14、朝日新聞の報道(1月18日朝刊)によると、28日に44分の番組ができていたが、安倍氏に会った29日に判決のナレーションカットなどが行われ、30日に1分カットの43分バージョンが完成。ところが、放送当日の30日夕方、更に3分カットが制作現場に「業務命令」として伝えられ、結局、本来44分で放送されるべき番組が40分番組として放送されたとある。このような「編集」が通常の編集作業を逸脱するものであることは、NHK関係者も述べているところであるが、この間の経緯について、前述の経過に誤りがあるか? あるとしたら、それはどこで、事実はどうであったのか?


15、この間の経緯などについては、総合企画室が海老沢会長宛てに出した「報告書」が存在しているというが、改ざんされない報告書を国民の前に明らかにするべきではないか。


16、長井氏の記者会見の後、NHKは関根放送総局長名で「通常の編集を行った」と言い、政治家の介入はなかったと圧力を否定するコメントを出したが、これを断定するために、どのような調査を行ったのか? 


17、このようにNHK安倍氏、報道サイド、内部告発者、それぞれの立場から異なる「事実」が語られている以上、外部の第3者機関による真相究明の調査が必要と思われる。こうした調査を受け入れる気持ちはないのか? 


18、これだけ社会的に大きな問題になっていてもなお、海老沢勝二氏が会長を辞任しないのはなぜか?

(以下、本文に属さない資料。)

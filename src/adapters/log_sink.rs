//! Log-based event sink adapter.
//!
//! Implements [`EventSink`] by writing structured application events to
//! the logger.  A gateway push adapter would implement the same trait.

use log::info;

use crate::app::events::AppEvent;
use crate::app::ports::EventSink;

/// Adapter that logs every [`AppEvent`] to the console.
pub struct LogEventSink;

impl LogEventSink {
    pub fn new() -> Self {
        Self
    }
}

impl Default for LogEventSink {
    fn default() -> Self {
        Self::new()
    }
}

impl EventSink for LogEventSink {
    fn emit(&mut self, event: &AppEvent) {
        match event {
            AppEvent::Started => info!("START | boot complete"),
            AppEvent::AutomaticChanged(on) => {
                info!("AUTO  | {}", if *on { "enabled" } else { "disabled" });
            }
            AppEvent::EyeTransition { scope, state } => {
                info!("EYES  | {scope:?} -> {state:?}");
            }
            AppEvent::IdleExpression(state) => info!("EYES  | idle pick {state:?}"),
            AppEvent::LightModeChanged(mode) => info!("LIGHT | {mode:?}"),
            AppEvent::CalibrationSaved => info!("CALIB | saved"),
            AppEvent::CalibrationReset => info!("CALIB | reset to defaults"),
            AppEvent::SettingsUpdated(s) => {
                info!("SETUP | name=\"{}\" speed={}", s.name, s.movement_speed);
            }
        }
    }
}
//! Time-based interpolation for continuous actuators.
//!
//! A [`Tween`] owns a bounded value that eases from a start position to a
//! commanded target over a duration.  Every continuous actuator in the
//! system (neck servos, body servos, the accessory retractor) owns exactly
//! one.  The tween is purely computational — it never touches hardware.
//! The caller forwards the value returned by [`Tween::tick`] to the servo
//! port.
//!
//! The easing curve is quadratic ease-in-out.  Redirecting a tween mid-flight
//! restarts the curve from the value *at the moment of the call*, so a new
//! command never produces a jump.

/// Quadratic ease-in-out over `t ∈ [0, 1]`.
fn ease_in_out_quad(t: f64) -> f64 {
    if t < 0.5 { 2.0 * t * t } else { t * (4.0 - 2.0 * t) - 1.0 }
}

/// Compute the eased position between `start` and `target` at `pct` of the
/// tween's duration.
///
/// The direction test deliberately uses `current` (the value just before
/// this tick) rather than `start`: after a mid-flight redirection the curve
/// still converges monotonically onto the new target.
fn ease(start: f64, current: f64, target: f64, pct: f64) -> f64 {
    let pct = pct.min(1.0);

    if current == target {
        return target;
    }

    let q = ease_in_out_quad(pct);
    if current < target {
        let result = start + (target - start) * q;
        if result > target { target } else { result }
    } else {
        let result = start - (start - target) * q;
        if result < target { target } else { result }
    }
}

/// A bounded, eased value with millisecond timing.
///
/// Invariants: `min ≤ current, target ≤ max` at all times, and
/// `duration_ms == 0` exactly when no tween is active (then
/// `current == target`).
#[derive(Debug, Clone)]
pub struct Tween {
    min: f64,
    max: f64,
    current: f64,
    target: f64,
    ease_start: f64,
    duration_ms: f64,
    started_at: u64,
}

impl Tween {
    /// Create a tween resting at `start`, clamped to `[min, max]`.
    pub fn new(min: f64, max: f64, start: f64) -> Self {
        let start = start.clamp(min, max);
        Self {
            min,
            max,
            current: start,
            target: start,
            ease_start: start,
            duration_ms: 0.0,
            started_at: 0,
        }
    }

    /// The value currently emitted to the actuator.
    pub fn current(&self) -> f64 {
        self.current
    }

    /// The commanded target.
    pub fn target(&self) -> f64 {
        self.target
    }

    /// True while a tween is in flight.
    pub fn is_active(&self) -> bool {
        self.duration_ms > 0.0
    }

    /// Jump to `value` immediately, cancelling any in-flight tween.
    /// Out-of-range values clamp silently.
    pub fn set_immediate(&mut self, value: f64) -> f64 {
        let value = value.clamp(self.min, self.max);
        self.current = value;
        self.target = value;
        self.duration_ms = 0.0;
        self.started_at = 0;
        value
    }

    /// Begin easing toward `value` over `duration_ms`, starting at `now_ms`.
    ///
    /// The ease origin is the current value at the moment of the call, which
    /// may itself be mid-tween — reissuing a command always redirects
    /// smoothly.  `duration_ms == 0` degenerates to [`Tween::set_immediate`].
    pub fn move_to(&mut self, value: f64, duration_ms: u64, now_ms: u64) {
        if duration_ms == 0 {
            self.set_immediate(value);
            return;
        }
        self.target = value.clamp(self.min, self.max);
        self.ease_start = self.current;
        self.duration_ms = duration_ms as f64;
        self.started_at = now_ms;
    }

    /// Advance the tween to `now_ms`.
    ///
    /// Returns `Some(value)` when the actuator should be driven (any tick of
    /// an active tween, including the completion tick), `None` when idle.
    /// A decreasing `now_ms` (clock rollover) resets the elapsed baseline
    /// instead of computing a negative duration.
    pub fn tick(&mut self, now_ms: u64) -> Option<f64> {
        if self.duration_ms == 0.0 {
            return None;
        }

        if now_ms < self.started_at {
            self.started_at = now_ms;
        }

        let elapsed = (now_ms - self.started_at) as f64;
        let pct = elapsed / self.duration_ms;

        if pct >= 1.0 {
            self.current = self.target;
            self.duration_ms = 0.0;
        } else {
            self.current = ease(self.ease_start, self.current, self.target, pct);
        }
        Some(self.current)
    }
}


#[cfg(test)]
mod proptests {
    use super::*;
    use proptest::prelude::*;

    proptest! {
        #[test]
        fn ease_monotonic_upward(start in 0.0f64..90.0, target in 91.0f64..180.0) {
            let mut prev = start;
            for i in 0..=100 {
                let pct = f64::from(i) / 100.0;
                let v = ease(start, prev, target, pct);
                prop_assert!(v >= prev - 1e-9, "regressed at pct={pct}: {prev} -> {v}");
                prop_assert!(v <= target + 1e-9);
                prev = v;
            }
            prop_assert!((prev - target).abs() < 1e-9);
        }

        #[test]
        fn ease_monotonic_downward(start in 91.0f64..180.0, target in 0.0f64..90.0) {
            let mut prev = start;
            for i in 0..=100 {
                let pct = f64::from(i) / 100.0;
                let v = ease(start, prev, target, pct);
                prop_assert!(v <= prev + 1e-9);
                prop_assert!(v >= target - 1e-9);
                prev = v;
            }
            prop_assert!((prev - target).abs() < 1e-9);
        }

        #[test]
        fn bounds_hold_under_arbitrary_commands(
            cmds in proptest::collection::vec((-200.0f64..400.0, 0u64..3000), 1..50)
        ) {
            let mut t = Tween::new(0.0, 180.0, 90.0);
            let mut now = 0u64;
            for (deg, dur) in cmds {
                t.move_to(deg, dur, now);
                for _ in 0..10 {
                    now += 100;
                    let _ = t.tick(now);
                    prop_assert!((0.0..=180.0).contains(&t.current()));
                    prop_assert!((0.0..=180.0).contains(&t.target()));
                }
            }
        }
    }
}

NHKが真の改革を進めるためには、これまでの政治家との不正常な関係を正し、本来の公共放送としてあるべき姿を、NHKが取り戻すことです。そのためには、政治家の反応ばかり気にしていた姿勢を改めて視聴者、国民に真に向き合い、今回の事件にまつわる全ての疑惑に対して、事実を隠蔽することなく、権力に臆せず勇気と決断を持って全ての真実を語らねばなりません。これ以上、国民、視聴者の信頼を損ねる行為を続けていくとしたら、それは自ら、憲法が保障する「表現の自由」「報道の自由」を放棄することであり、ジャーナリズムの自殺行為です。
以上の質問に対して、1月25日までに回答いただきますよう、強く求めます。